Here is a list of all the postings Andy Carlson has made in our forums. Click on a thread name to jump to the thread.

Thread: Milling on a Lathe with a Vertical Slide
02/05/2021 11:49:04

Can't help with specific attachments for your lathe, but do consider HSS cutters - they are more forgiving of the lack of rigidity inherent in a lathe milling setup. After initially being blinded by the multiplicity of cutter options and then promptly snapping a tooth off a fancy specialist carbide one I decided to road test a 10mm stub length HSS cutter in the lathe. It works a treat. IIRC it was from Drill Service Horley.

02/05/2021 11:04:09

If you lack a collet holder then chuck a pece of bar end roughly double the diameter of the cutter in the 3 jaw. Make a punch mark to align with No 1 jaw, tailstock drill to the cutter diameter and then remove and make a saw cut opposite the punch mark. Then your cutter will be repeatably concentric. Worked for me as a stop gap until I had a collet holder.

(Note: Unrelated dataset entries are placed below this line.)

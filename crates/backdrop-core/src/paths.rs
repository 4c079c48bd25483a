//! Path provider abstraction.
//!
//! Resolves the host configuration directory and the plugin's own folders
//! without depending on any particular host.

use std::path::PathBuf;
use std::sync::Arc;

use crate::models::compute_active_subfolder;

/// Trait for providing plugin data paths.
pub trait PathProvider: Send + Sync {
    /// The host configuration directory. Vault paths are relative to it.
    fn config_dir(&self) -> PathBuf;

    /// Plugin identifier, used as the folder name under `plugins/`.
    fn plugin_id(&self) -> &str;

    /// `<config-dir>/plugins/<id>`
    fn plugin_dir(&self) -> PathBuf {
        self.config_dir().join("plugins").join(self.plugin_id())
    }

    /// Get the settings file path.
    fn settings_path(&self) -> PathBuf {
        self.plugin_dir().join("data.json")
    }

    /// Get the logs directory.
    fn logs_dir(&self) -> PathBuf {
        self.plugin_dir().join("logs")
    }
}

/// Shared reference to a PathProvider implementation.
pub type SharedPathProvider = Arc<dyn PathProvider>;

/// Local path provider rooted at the platform config directory.
#[derive(Debug, Clone)]
pub struct LocalPathProvider {
    config_dir: PathBuf,
    plugin_id: String,
}

impl LocalPathProvider {
    /// Uses `<platform config dir>/Backdrop`.
    pub fn new(plugin_id: impl Into<String>) -> Self {
        let config_dir = dirs::config_dir()
            .unwrap_or_else(|| PathBuf::from("."))
            .join("Backdrop");
        Self {
            config_dir,
            plugin_id: plugin_id.into(),
        }
    }

    /// Create a LocalPathProvider with a custom base directory.
    ///
    /// Useful for testing.
    pub fn with_base_dir(base_dir: PathBuf, plugin_id: impl Into<String>) -> Self {
        Self {
            config_dir: base_dir,
            plugin_id: plugin_id.into(),
        }
    }
}

impl PathProvider for LocalPathProvider {
    fn config_dir(&self) -> PathBuf {
        self.config_dir.clone()
    }

    fn plugin_id(&self) -> &str {
        &self.plugin_id
    }
}

/// Vault-relative wallpaper folder layout (`/`-separated).
#[derive(Debug, Clone, PartialEq, Eq)]
pub struct WallpaperLayout {
    plugin_root: String,
    base: String,
}

impl WallpaperLayout {
    pub fn new(plugin_id: &str) -> Self {
        let plugin_root = format!("plugins/{plugin_id}");
        Self {
            base: format!("{plugin_root}/wallpapers"),
            plugin_root,
        }
    }

    pub fn from_provider(provider: &dyn PathProvider) -> Self {
        Self::new(provider.plugin_id())
    }

    /// `plugins/<id>/wallpapers`
    pub fn base_dir(&self) -> &str {
        &self.base
    }

    /// Active folder for the role of `slot`.
    pub fn active_dir(&self, slot: usize) -> String {
        format!("{}/active/{}", self.base, compute_active_subfolder(slot))
    }

    pub fn active_file(&self, slot: usize, file_name: &str) -> String {
        format!("{}/{}", self.active_dir(slot), file_name)
    }

    pub fn history_dir(&self) -> String {
        format!("{}/history", self.base)
    }

    pub fn history_file(&self, file_name: &str) -> String {
        format!("{}/{}", self.history_dir(), file_name)
    }

    /// Single-folder layout used before the per-role folders existed.
    pub fn legacy_dir(&self) -> String {
        format!("{}/wallpaper", self.plugin_root)
    }
}

#[cfg(test)]
mod tests {
    use super::*;
    use tempfile::TempDir;

    #[test]
    fn test_local_provider_paths() {
        let tmp = TempDir::new().unwrap();
        let provider = LocalPathProvider::with_base_dir(tmp.path().to_path_buf(), "backdrop");
        assert_eq!(
            provider.settings_path(),
            tmp.path().join("plugins").join("backdrop").join("data.json")
        );
        assert_eq!(
            provider.logs_dir(),
            tmp.path().join("plugins").join("backdrop").join("logs")
        );
    }

    #[test]
    fn test_wallpaper_layout() {
        let layout = WallpaperLayout::new("backdrop");
        assert_eq!(layout.active_dir(0), "plugins/backdrop/wallpapers/active/normal");
        assert_eq!(
            layout.active_file(12, "a.png"),
            "plugins/backdrop/wallpapers/active/autoSwitch/a.png"
        );
        assert_eq!(layout.history_file("a.png"), "plugins/backdrop/wallpapers/history/a.png");
        assert_eq!(layout.legacy_dir(), "plugins/backdrop/wallpaper");
    }
}
//! Backdrop 错误处理模块
//!
//! 定义核心库错误类型

use serde::Serialize;
use thiserror::Error;

/// Core error type.
#[derive(Debug, Error)]
pub enum AppError {
    /// IO 错误
    #[error("IO error: {0}")]
    Io(#[from] std::io::Error),

    /// 路径无效
    #[error("Invalid path: {0}")]
    InvalidPath(String),

    /// 文件未找到
    #[error("File not found: {0}")]
    FileNotFound(String),

    /// 不支持的格式
    #[error("Unsupported file type: {0}")]
    UnsupportedFormat(String),

    /// Upload exceeds the size limit.
    #[error("File is too large (max {limit_mb}MB): {name}")]
    FileTooLarge { name: String, limit_mb: u64 },

    /// Malformed schedule input.
    #[error("Invalid time value: {0}. Use HH:MM format")]
    InvalidTime(String),

    /// Slot index outside the addressable or removable range.
    #[error("Invalid slot: {0}")]
    InvalidSlot(String),

    /// 配置错误
    #[error("Config error: {0}")]
    Config(String),

    /// 通用错误
    #[error("{0}")]
    General(String),
}

/// Error wrapper returned across the UI boundary.
#[derive(Debug, Serialize)]
pub struct CommandError {
    pub code: String,
    pub message: String,
}

impl From<AppError> for CommandError {
    fn from(err: AppError) -> Self {
        let code = match &err {
            AppError::Io(_) => "E_IO_ERROR",
            AppError::InvalidPath(_) => "E_PATH_INVALID",
            AppError::FileNotFound(_) => "E_FILE_NOT_FOUND",
            AppError::UnsupportedFormat(_) => "E_UNSUPPORTED_FORMAT",
            AppError::FileTooLarge { .. } => "E_FILE_TOO_LARGE",
            AppError::InvalidTime(_) => "E_INVALID_TIME",
            AppError::InvalidSlot(_) => "E_INVALID_SLOT",
            AppError::Config(_) => "E_CONFIG",
            AppError::General(_) => "E_GENERAL",
        };

        CommandError {
            code: code.to_string(),
            message: err.to_string(),
        }
    }
}

impl Serialize for AppError {
    fn serialize<S>(&self, serializer: S) -> Result<S::Ok, S::Error>
    where
        S: serde::Serializer,
    {
        let cmd_error = CommandError::from(AppError::General(self.to_string()));
        cmd_error.serialize(serializer)
    }
}

/// 结果类型别名
pub type AppResult<T> = Result<T, AppError>;
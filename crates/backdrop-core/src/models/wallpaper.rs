//! 壁纸配置数据模型

use serde::{Deserialize, Serialize};

/// Slot 0: the manual / default wallpaper.
pub const DEFAULT_SLOT: usize = 0;
/// Slot 1: day wallpaper of the day/night pair.
pub const DAY_SLOT: usize = 1;
/// Slot 2: night wallpaper of the day/night pair.
pub const NIGHT_SLOT: usize = 2;
/// Slots 3..=9: Monday..Sunday.
pub const WEEKLY_START: usize = 3;
/// First slot of the auto-rotating pool.
pub const AUTO_SWITCH_START: usize = 10;
/// Number of slots that always exist.
pub const RESERVED_SLOTS: usize = AUTO_SWITCH_START;

/// Media kind of a wallpaper file.
#[derive(Debug, Clone, Copy, PartialEq, Eq, Hash, Serialize, Deserialize, Default)]
#[serde(rename_all = "lowercase")]
pub enum WallpaperKind {
    #[default]
    Image,
    Video,
    Gif,
}

impl WallpaperKind {
    /// Media kind implied by a file extension (without dot).
    pub fn from_extension(ext: &str) -> Self {
        match ext.to_ascii_lowercase().as_str() {
            "mp4" | "webm" => WallpaperKind::Video,
            "gif" => WallpaperKind::Gif,
            _ => WallpaperKind::Image,
        }
    }

    pub fn as_str(&self) -> &'static str {
        match self {
            WallpaperKind::Image => "image",
            WallpaperKind::Video => "video",
            WallpaperKind::Gif => "gif",
        }
    }
}

/// Scheduling role of a slot, derived purely from its index.
#[derive(Debug, Clone, Copy, PartialEq, Eq, Hash, Serialize, Deserialize)]
#[serde(rename_all = "camelCase")]
pub enum SlotRole {
    Normal,
    DayNight,
    Weekly,
    AutoSwitch,
}

impl SlotRole {
    pub fn for_index(index: usize) -> Self {
        match index {
            DEFAULT_SLOT => SlotRole::Normal,
            DAY_SLOT | NIGHT_SLOT => SlotRole::DayNight,
            i if i < AUTO_SWITCH_START => SlotRole::Weekly,
            _ => SlotRole::AutoSwitch,
        }
    }

    /// Storage subfolder under `wallpapers/active/`.
    pub fn subfolder(&self) -> &'static str {
        match self {
            SlotRole::Normal => "normal",
            SlotRole::DayNight => "daily",
            SlotRole::Weekly => "weekly",
            SlotRole::AutoSwitch => "autoSwitch",
        }
    }

    /// Slot indices belonging to this role in a set of `len` slots.
    pub fn range(&self, len: usize) -> std::ops::Range<usize> {
        let (start, end) = match self {
            SlotRole::Normal => (DEFAULT_SLOT, DAY_SLOT),
            SlotRole::DayNight => (DAY_SLOT, WEEKLY_START),
            SlotRole::Weekly => (WEEKLY_START, AUTO_SWITCH_START),
            SlotRole::AutoSwitch => (AUTO_SWITCH_START, len.max(AUTO_SWITCH_START)),
        };
        start.min(len)..end.min(len)
    }
}

/// Storage subfolder for a slot index.
pub fn compute_active_subfolder(index: usize) -> &'static str {
    SlotRole::for_index(index).subfolder()
}

/// One wallpaper configuration slot.
///
/// Field names follow the persisted settings blob.
#[derive(Debug, Clone, PartialEq, Serialize, Deserialize)]
#[serde(default)]
pub struct WallpaperConfig {
    /// Resource path relative to the host config dir; empty means unset.
    pub path: String,
    #[serde(rename = "type")]
    pub kind: WallpaperKind,
    #[serde(rename = "zIndex")]
    pub z_index: i32,
    /// 0..=100
    pub opacity: f64,
    /// Percent, 20..=130
    pub brightness: f64,
    /// Percent, 0..=200
    pub contrast: f64,
    /// Pixels, 0..=20
    #[serde(rename = "blurRadius")]
    pub blur_radius: f64,
    /// 0.25..=2.0, video only
    #[serde(rename = "playbackSpeed")]
    pub playback_speed: f64,
    #[serde(rename = "Reposition")]
    pub reposition: bool,
    /// Keep full resolution on upload.
    #[serde(rename = "Quality")]
    pub quality: bool,
    #[serde(rename = "useObjectFit")]
    pub use_object_fit: bool,
    /// Named anchor used when not repositioning.
    pub position: String,
    #[serde(rename = "positionX")]
    pub position_x: f64,
    #[serde(rename = "positionY")]
    pub position_y: f64,
    #[serde(rename = "Scale")]
    pub scale: f64,
    /// Equals the slot's position in the owning sequence.
    #[serde(rename = "Index")]
    pub index: usize,
}

impl Default for WallpaperConfig {
    fn default() -> Self {
        Self {
            path: String::new(),
            kind: WallpaperKind::Image,
            z_index: 5,
            opacity: 40.0,
            brightness: 100.0,
            contrast: 100.0,
            blur_radius: 8.0,
            playback_speed: 1.0,
            reposition: false,
            quality: false,
            use_object_fit: true,
            position: String::from("Center"),
            position_x: 50.0,
            position_y: 50.0,
            scale: 1.0,
            index: 0,
        }
    }
}

impl WallpaperConfig {
    /// Default configuration for the slot at `index`.
    pub fn for_slot(index: usize) -> Self {
        Self {
            index,
            ..Self::default()
        }
    }

    pub fn has_path(&self) -> bool {
        !self.path.trim().is_empty()
    }

    /// Clamp every numeric field into its valid range.
    pub fn clamp_ranges(&mut self) {
        self.opacity = clamp_or(self.opacity, 0.0, 100.0, 40.0);
        self.brightness = clamp_or(self.brightness, 20.0, 130.0, 100.0);
        self.contrast = clamp_or(self.contrast, 0.0, 200.0, 100.0);
        self.blur_radius = clamp_or(self.blur_radius, 0.0, 20.0, 8.0);
        self.playback_speed = clamp_or(self.playback_speed, 0.25, 2.0, 1.0);
        self.position_x = clamp_or(self.position_x, 0.0, 100.0, 50.0);
        self.position_y = clamp_or(self.position_y, 0.0, 100.0, 50.0);
        self.scale = clamp_or(self.scale, 0.5, 2.0, 1.0);
    }
}

fn clamp_or(value: f64, min: f64, max: f64, fallback: f64) -> f64 {
    if value.is_nan() {
        fallback
    } else {
        value.clamp(min, max)
    }
}

/// A visual preset applied to whichever slot the scheduler selects.
#[derive(Debug, Clone, PartialEq, Serialize, Deserialize)]
#[serde(default)]
pub struct GlobalConfig {
    pub config: WallpaperConfig,
    pub enabled: bool,
}

impl Default for GlobalConfig {
    fn default() -> Self {
        Self {
            config: WallpaperConfig::default(),
            enabled: true,
        }
    }
}

impl GlobalConfig {
    /// The preset's visual fields with the slot's `path`, `type` and `index`.
    pub fn merge_onto(&self, slot: &WallpaperConfig) -> WallpaperConfig {
        WallpaperConfig {
            path: slot.path.clone(),
            kind: slot.kind,
            index: slot.index,
            ..self.config.clone()
        }
    }
}

/// A recently uploaded wallpaper.
#[derive(Debug, Clone, PartialEq, Eq, Serialize, Deserialize)]
#[serde(rename_all = "camelCase")]
pub struct HistoryEntry {
    pub path: String,
    #[serde(rename = "type")]
    pub kind: WallpaperKind,
    pub file_name: String,
}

Thread: Help wanted, How can I use a stepper motor as a table feed.
18/04/2021 18:14:09

You will probably need something beyond a CNC shield for a 3.1A stepper, The CNC shield takes plug-in driver modules of various kinds (e.g. A4988, DRV8825). They do the same job but their current capability varies.I think 2A is about the max though - the form factor probably precludes anything more.

To source 3.1A you probably need a separate driver which will likely have screw terminals rather than little square pins.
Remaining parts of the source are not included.